**Task statement:**
Keyword search on "concat": report each line of the records that contains it.

**Records to process:**

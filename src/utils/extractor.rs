//! 路径参数安全提取器
//!
//! 将路径中的 ID 解析为正整数，解析失败时直接返回统一格式的 400 响应，
//! 避免每个 handler 重复做参数校验。

/// 定义一个从路径参数提取正整数 ID 的提取器
#[macro_export]
macro_rules! define_safe_i64_extractor {
    ($name:ident, $param:literal) => {
        #[derive(Debug, Clone, Copy)]
        pub struct $name(pub i64);

        impl std::ops::Deref for $name {
            type Target = i64;

            fn deref(&self) -> &Self::Target {
                &self.0
            }
        }

        impl actix_web::FromRequest for $name {
            type Error = actix_web::Error;
            type Future = futures_util::future::Ready<Result<Self, Self::Error>>;

            fn from_request(
                req: &actix_web::HttpRequest,
                _payload: &mut actix_web::dev::Payload,
            ) -> Self::Future {
                let parsed = req
                    .match_info()
                    .get($param)
                    .and_then(|raw| raw.parse::<i64>().ok())
                    .filter(|id| *id > 0);

                futures_util::future::ready(match parsed {
                    Some(id) => Ok($name(id)),
                    None => {
                        let response = actix_web::HttpResponse::BadRequest().json(
                            $crate::models::ApiResponse::error_empty(
                                $crate::models::ErrorCode::BadRequest,
                                concat!("Invalid path parameter: ", $param),
                            ),
                        );
                        Err(actix_web::error::InternalError::from_response(
                            concat!("Invalid path parameter: ", $param),
                            response,
                        )
                        .into())
                    }
                })
            }
        }
    };
}

define_safe_i64_extractor!(SafeIDI64, "id");
define_safe_i64_extractor!(SafeStudentIdI64, "student_id");
define_safe_i64_extractor!(SafeTeacherIdI64, "teacher_id");
define_safe_i64_extractor!(SafeClassIdI64, "class_id");
define_safe_i64_extractor!(SafeCourseIdI64, "course_id");
define_safe_i64_extractor!(SafeScoreIdI64, "score_id");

**Solution to this exercise:**
                                concat!("Invalid path parameter: ", $param),
                            concat!("Invalid path parameter: ", $param),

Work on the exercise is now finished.